Тогда вообще не была еще проведена демаркационная линия между народничеством землевольцев и народовольцев и пролетарским социализмом. Не было вражды между тем и другим течением, как не было также антагонизма между надпольною и подпольною революционною литературою. Революция нам казалась во всех нарядах привлекательна. «Во всех ты, душенька, нарядах хороша»[182]. У нас поэтому сотрудничали, в качестве беллетристов, рецензентов и публицистов и многие подпольники: таковы — Клеменц, Бух, Сергей Подолинский, Якубович[183], Каблиц, Лангауз (каракозовец)[184] и др. — не помню всех. Во всяком случае, «Слово» стало популярным журналом, и попасть на его страницы считалось успехом, не взирая на многие его недохватки. Мы принимали сотрудников, не особенно справляясь с их паспортом — лишь бы не из полицейского участка. Но, входя в журнал, они становились членами только нашей семьи. Таким образом, сотрудничали у нас: известный адвокат князь Урусов[185], прокурор Владимир Жуковский[186], отказавшийся на суде обвинять Засулич и вылетевший в отставку; адвокат Андреевский[187], чиновники Воропонов и Головачев[188] — и тут же подпольники из «Народной Воли», в органе которой, кое-как напечатанном в тайной типографии, встречались в списке жертвователей на революцию и наши инициалы; собирал же пожертвования и составлял списки Якубович — впоследствии Мельшин, усердно переводивший для «Слова» «Цветы зла» Бодлэра; из поэтов с революционной закваской подвизались у нас еще Мартов (Михайлов)[189], Баркова, воспевавшая «рвань, вошью богатую»[190], печатал стихи Омулевский, автор «Шаг за шагом», он же Федоров[191].

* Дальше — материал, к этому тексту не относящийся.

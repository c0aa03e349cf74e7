use std::{
    fs::{self, File},
    io::Write,
    path::{Path, PathBuf},
};

use serde::{Deserialize, Serialize};

use crate::{
    errors::EngineError,
    utils::{ensure_dir, PathResolver},
};

const TMP_SUFFIX: &str = "tmp";

/// Tuning knobs for the insight engine.
#[derive(Debug, Clone, Serialize, Deserialize, PartialEq)]
pub struct InsightSettings {
    /// Month-over-month growth (as a fraction) a category must strictly exceed to be flagged.
    #[serde(default = "InsightSettings::default_threshold")]
    pub unusual_spending_threshold: f64,
    /// Minimum amount for a category with no prior-month spend to be reported as new spending.
    #[serde(default = "InsightSettings::default_new_spending_floor")]
    pub new_spending_floor: f64,
    #[serde(default = "InsightSettings::default_projection_months")]
    pub projection_months: u32,
    /// Divisor applied to the full history when averaging monthly expenses.
    #[serde(default = "InsightSettings::default_normalization_months")]
    pub expense_normalization_months: u32,
}

impl InsightSettings {
    pub fn default_threshold() -> f64 {
        0.20
    }

    pub fn default_new_spending_floor() -> f64 {
        25.0
    }

    pub fn default_projection_months() -> u32 {
        12
    }

    pub fn default_normalization_months() -> u32 {
        12
    }

    pub fn with_threshold(mut self, threshold: f64) -> Self {
        self.unusual_spending_threshold = threshold;
        self
    }

    pub fn with_new_spending_floor(mut self, floor: f64) -> Self {
        self.new_spending_floor = floor;
        self
    }

    pub fn validate(&self) -> Result<(), EngineError> {
        if !self.unusual_spending_threshold.is_finite() || self.unusual_spending_threshold < 0.0 {
            return Err(EngineError::InvalidInput(format!(
                "unusual spending threshold must be a non-negative number, got {}",
                self.unusual_spending_threshold
            )));
        }
        if !self.new_spending_floor.is_finite() || self.new_spending_floor < 0.0 {
            return Err(EngineError::InvalidInput(format!(
                "new spending floor must be a non-negative number, got {}",
                self.new_spending_floor
            )));
        }
        if self.expense_normalization_months == 0 {
            return Err(EngineError::InvalidInput(
                "expense normalization window must cover at least one month".into(),
            ));
        }
        Ok(())
    }
}

impl Default for InsightSettings {
    fn default() -> Self {
        Self {
            unusual_spending_threshold: Self::default_threshold(),
            new_spending_floor: Self::default_new_spending_floor(),
            projection_months: Self::default_projection_months(),
            expense_normalization_months: Self::default_normalization_months(),
        }
    }
}

#[derive(Debug, Clone, Serialize, Deserialize, PartialEq)]
pub struct Config {
    pub locale: String,
    pub currency: String,
    #[serde(default)]
    pub insights: InsightSettings,
}

impl Default for Config {
    fn default() -> Self {
        Self {
            locale: "en-US".into(),
            currency: "USD".into(),
            insights: InsightSettings::default(),
        }
    }
}

impl Config {
    pub fn validate(&self) -> Result<(), EngineError> {
        self.insights.validate()
    }
}

pub struct ConfigManager {
    path: PathBuf,
}

impl ConfigManager {
    pub fn new() -> Result<Self, EngineError> {
        Self::from_base(PathResolver::base_dir())
    }

    pub fn with_base_dir(base: PathBuf) -> Result<Self, EngineError> {
        Self::from_base(base)
    }

    fn from_base(base: PathBuf) -> Result<Self, EngineError> {
        ensure_dir(&base)?;
        let config_root = PathResolver::config_dir_in(&base);
        ensure_dir(&config_root)?;
        Ok(Self {
            path: PathResolver::config_file_in(&base),
        })
    }

    /// Loads the stored config, falling back to defaults when no file exists yet.
    pub fn load(&self) -> Result<Config, EngineError> {
        if !self.path.exists() {
            tracing::debug!(path = %self.path.display(), "no config file, using defaults");
            return Ok(Config::default());
        }
        let data = fs::read_to_string(&self.path)?;
        let config: Config = serde_json::from_str(&data)?;
        config.validate()?;
        Ok(config)
    }

    pub fn save(&self, config: &Config) -> Result<(), EngineError> {
        config.validate()?;
        if let Some(parent) = self.path.parent() {
            ensure_dir(parent)?;
        }
        let json = serde_json::to_string_pretty(config)?;
        let tmp = tmp_path(&self.path);
        write_atomic(&tmp, &json)?;
        fs::rename(&tmp, &self.path)?;
        Ok(())
    }

    pub fn path(&self) -> &Path {
        &self.path
    }
}

fn tmp_path(path: &Path) -> PathBuf {
    let mut tmp = path.to_path_buf();
    let ext = match path.extension().and_then(|ext| ext.to_str()) {
        Some(existing) => format!("{}.{}", existing, TMP_SUFFIX),
        None => TMP_SUFFIX.to_string(),
    };
    tmp.set_extension(ext);
    tmp
}

fn write_atomic(path: &Path, data: &str) -> Result<(), EngineError> {
    if let Some(parent) = path.parent() {
        ensure_dir(parent)?;
    }
    let mut file = File::create(path)?;
    file.write_all(data.as_bytes())?;
    file.flush()?;
    Ok(())
}

#[cfg(test)]
mod tests {
    use super::*;
    use tempfile::TempDir;

    #[test]
    fn load_returns_defaults_when_missing() {
        let temp = TempDir::new().unwrap();
        let manager = ConfigManager::with_base_dir(temp.path().to_path_buf()).unwrap();
        let config = manager.load().unwrap();
        assert_eq!(config, Config::default());
        assert_eq!(config.insights.unusual_spending_threshold, 0.20);
    }

    #[test]
    fn save_then_load_preserves_settings() {
        let temp = TempDir::new().unwrap();
        let manager = ConfigManager::with_base_dir(temp.path().to_path_buf()).unwrap();
        let mut config = Config::default();
        config.insights = config.insights.with_threshold(0.5).with_new_spending_floor(10.0);
        manager.save(&config).unwrap();
        assert!(manager.path().exists());
        assert!(!tmp_path(manager.path()).exists());
        assert_eq!(manager.load().unwrap(), config);
    }

    #[test]
    fn partial_files_fill_in_defaults() {
        let temp = TempDir::new().unwrap();
        let manager = ConfigManager::with_base_dir(temp.path().to_path_buf()).unwrap();
        fs::write(
            manager.path(),
            r#"{"locale":"pt-PT","currency":"EUR","insights":{"projection_months":6}}"#,
        )
        .unwrap();
        let config = manager.load().unwrap();
        assert_eq!(config.currency, "EUR");
        assert_eq!(config.insights.projection_months, 6);
        assert_eq!(config.insights.new_spending_floor, 25.0);
    }

    #[test]
    fn invalid_settings_are_rejected() {
        let settings = InsightSettings::default().with_threshold(-0.1);
        assert!(matches!(
            settings.validate(),
            Err(EngineError::InvalidInput(_))
        ));
        let mut zero_window = InsightSettings::default();
        zero_window.expense_normalization_months = 0;
        assert!(zero_window.validate().is_err());
    }
}
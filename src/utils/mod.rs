use std::{
    env, fs, io,
    path::{Path, PathBuf},
    sync::Once,
};

use chrono::{DateTime, NaiveDate, Utc};

const DEFAULT_DIR_NAME: &str = ".budget_insight";
const HOME_ENV: &str = "BUDGET_INSIGHT_HOME";
const CONFIG_DIR: &str = "config";
const CONFIG_FILE: &str = "config.json";

static TRACING_INIT: Once = Once::new();

/// Initializes the global tracing subscriber with sensible defaults.
pub fn init_tracing() {
    TRACING_INIT.call_once(|| {
        use tracing_subscriber::{fmt, EnvFilter};

        let mut filter = EnvFilter::from_default_env();
        if let Ok(directive) = "budget_insight=info".parse() {
            filter = filter.add_directive(directive);
        }

        // Another subscriber may already be installed by the host application.
        let _ = fmt().with_env_filter(filter).try_init();
    });
}

/// Supplies "now" so insight computations stay deterministic in tests.
pub trait Clock: Send + Sync {
    fn now(&self) -> DateTime<Utc>;

    fn today(&self) -> NaiveDate {
        self.now().date_naive()
    }
}

/// Real-time clock backed by the system UTC time source.
#[derive(Debug, Default, Clone, Copy)]
pub struct SystemClock;

impl Clock for SystemClock {
    fn now(&self) -> DateTime<Utc> {
        Utc::now()
    }
}

/// Clock pinned to a single date.
#[derive(Debug, Clone, Copy)]
pub struct FixedClock(pub NaiveDate);

impl Clock for FixedClock {
    fn now(&self) -> DateTime<Utc> {
        self.0
            .and_hms_opt(12, 0, 0)
            .map(|naive| naive.and_utc())
            .unwrap_or_else(Utc::now)
    }

    fn today(&self) -> NaiveDate {
        self.0
    }
}

pub struct PathResolver;

impl PathResolver {
    /// Returns `$BUDGET_INSIGHT_HOME`, defaulting to `~/.budget_insight`.
    pub fn base_dir() -> PathBuf {
        if let Some(custom) = env::var_os(HOME_ENV) {
            return PathBuf::from(custom);
        }
        dirs::home_dir()
            .unwrap_or_else(|| PathBuf::from("."))
            .join(DEFAULT_DIR_NAME)
    }

    pub fn config_dir_in(base: &Path) -> PathBuf {
        base.join(CONFIG_DIR)
    }

    pub fn config_file_in(base: &Path) -> PathBuf {
        Self::config_dir_in(base).join(CONFIG_FILE)
    }
}

pub fn ensure_dir(path: &Path) -> io::Result<()> {
    if !path.exists() {
        fs::create_dir_all(path)?;
    }
    Ok(())
}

Несколько позднее меня познакомили с Самойловым[192], личностью замечательною во многих отношениях. Был Самойлов лет двадцати семи, среднего роста молодой человек, носил черный сюртучок, крахмальное белье, галстух, и вообще вид имел европейский. Был не щеголеват, очень опрятен, вежлив и скромен; но я бы сказал, горделиво скромен. Он него веяло холодком. Он располагал к себе, чем-то притягивал, но, как-будто, и отталкивал. Большой лоб, бородка и зачесанные назад густые прямые волосы. Лицо крупное, очень бледное, а на бледном лице два черных бриллиантика — сверкающие, серьезные, спокойно глядящие перед собою, глаза. Говорил мало. Был, казалось, умеренно-либеральных взглядов; по крайней мере, когда Оболенский или Юзов, и в особенности Жуковский, начинали требовать конституции, свержения царя или вообще создания такого порядка вещей, и совершения такого подвига, который никому из них не был под силу, он холодно молчал, а конституции не хотел.
— Едва ли она нужна народу, — вскользь замечал он.
— А что же нужно?
— Не знаю что; наверно не знаю.
— Но согласитесь, что прежде всего надо разделаться с ним… вы понимаете?
— Догадываюсь. Что ж, попробуйте!
Тончайшая усмешка пробегала по его аскетическому лицу.
Жуковский со своим адвокатским острословием (он стал присяжным поверенным) как-то терялся при Самойлове. И когда тот уходил, понижал голос с ужимкой:
— Странный господин. Не очень-то нравится мне!
И выразительно нюхал воздух своим мефистофелевским носом.
Но Оболенский горячо ручался за Самойлова, иногда писавшего рецензии в его «Мысли», а Каблиц становился серьезен и сдержан. Осипович-Новодворский[193], мой друг, тайно влюбленный в Марью Николаевну, усердно наблюдал и изучал Самойлова для своей беллетристики.
— Знаешь что, — делился он со мною, — этот тип тем интересен, что он как-то благородно-загадочен.
О Самойлове придется потом еще говорить, и притом сказать самое главное; а пока — опять о понедельниках «Слова», т.е. о литературных собраниях у меня в лихачевских меблирашках.